In the context of increasing globalization, a new product may be sequentially released into markets in different countries and regions. The behavior of consumers in the market where a new product is first launched may have a huge impact on the purchasing behavior of consumers in later markets through the effects of herding and word of mouth (WOM). We suggest that these effects may significantly influence advertising when new products with short life cycles, such as movies, books, games, and music, are sequentially launched and not repeatedly purchased by consumers. Using a two-period advertising signaling model, this study theoretically demonstrates that the effects of herding and WOM affect the existence of separating (signaling quality) and pooling (hiding quality information) equilibria, but the number of potential consumers in different markets has no impact.
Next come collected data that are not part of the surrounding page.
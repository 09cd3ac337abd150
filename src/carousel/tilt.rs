//! Pointer tilt
//!
//! The current card leans toward the pointer. Only the horizontal offset from
//! the card's center counts, so the tilt is one-dimensional.

use glam::Vec2;

use super::timeline::{Props, Target};

/// Axis-aligned element bounds in client coordinates
#[derive(Debug, Clone, Copy, PartialEq)]
pub struct Bounds {
    pub origin: Vec2,
    pub size: Vec2,
}

impl Bounds {
    pub fn new(left: f32, top: f32, width: f32, height: f32) -> Self {
        Self {
            origin: Vec2::new(left, top),
            size: Vec2::new(width, height),
        }
    }

    pub fn center(&self) -> Vec2 {
        self.origin + self.size / 2.0
    }
}

/// Tilt angle in degrees for a pointer at `pointer_x`.
///
/// `atan2(dx, 0)` is ±π/2 on either side of the center and 0 on it, scaled by
/// `factor / π`.
#[inline]
pub fn tilt_angle(pointer_x: f32, bounds: &Bounds, factor: f32) -> f32 {
    let dx = pointer_x - bounds.center().x;
    dx.atan2(0.0) * (factor / std::f32::consts::PI)
}

/// Rotation to apply to the current card and info panel
#[derive(Debug, Clone, Copy, PartialEq)]
pub struct TiltUpdate {
    pub card: usize,
    pub info: usize,
    pub angle: f32,
}

impl TiltUpdate {
    /// Immediate property sets for this update
    pub fn sets(&self) -> [(Target, Props); 2] {
        [
            (
                Target::Card(self.card),
                Props {
                    card_rotation: Some(self.angle),
                    ..Default::default()
                },
            ),
            (
                Target::InfoPanel(self.info),
                Props {
                    rotate_y: Some(self.angle),
                    ..Default::default()
                },
            ),
        ]
    }
}

/// Tracks which card the pointer listeners are bound to
#[derive(Debug, Clone)]
pub struct TiltController {
    attached: Option<usize>,
    factor: f32,
    enabled: bool,
}

impl TiltController {
    pub fn new(factor: f32, enabled: bool) -> Self {
        Self {
            attached: None,
            factor,
            enabled,
        }
    }

    pub fn attached(&self) -> Option<usize> {
        self.attached
    }

    /// Bind to `card`. Returns the previously bound card, if different.
    pub fn attach(&mut self, card: usize) -> Option<usize> {
        let previous = self.attached.replace(card);
        previous.filter(|&p| p != card)
    }

    /// Unbind. Returns the card that was bound.
    pub fn detach(&mut self) -> Option<usize> {
        self.attached.take()
    }

    /// Pointer moved over `card`; `info` is the current info panel
    pub fn on_move(&self, card: usize, info: usize, pointer_x: f32, bounds: &Bounds) -> Option<TiltUpdate> {
        if !self.enabled || self.attached != Some(card) {
            return None;
        }
        Some(TiltUpdate {
            card,
            info,
            angle: tilt_angle(pointer_x, bounds, self.factor),
        })
    }

    /// Pointer left `card`: both rotations go back to zero
    pub fn on_leave(&self, card: usize, info: usize) -> Option<TiltUpdate> {
        if !self.enabled || self.attached != Some(card) {
            return None;
        }
        Some(TiltUpdate {
            card,
            info,
            angle: 0.0,
        })
    }
}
Importantly, we investigate the firm's strategic choices by comparing the profits generated under different equilibria and find that if the strength of WOM or the unit advertising cost increases, or if the herding effect decreases, a pooling equilibrium is likely to be the best, and a win-win, strategy before a new product is first released and consumed; otherwise, a separating equilibrium dominates. We also find that the cost of signaling decreases as WOM increases, whereas it increases with the herding effect or the mass of consumers in Period 1. Our findings provide several managerial implications relating to releasing product quality information for those industries in which products without repeat purchase are sequentially released in different markets.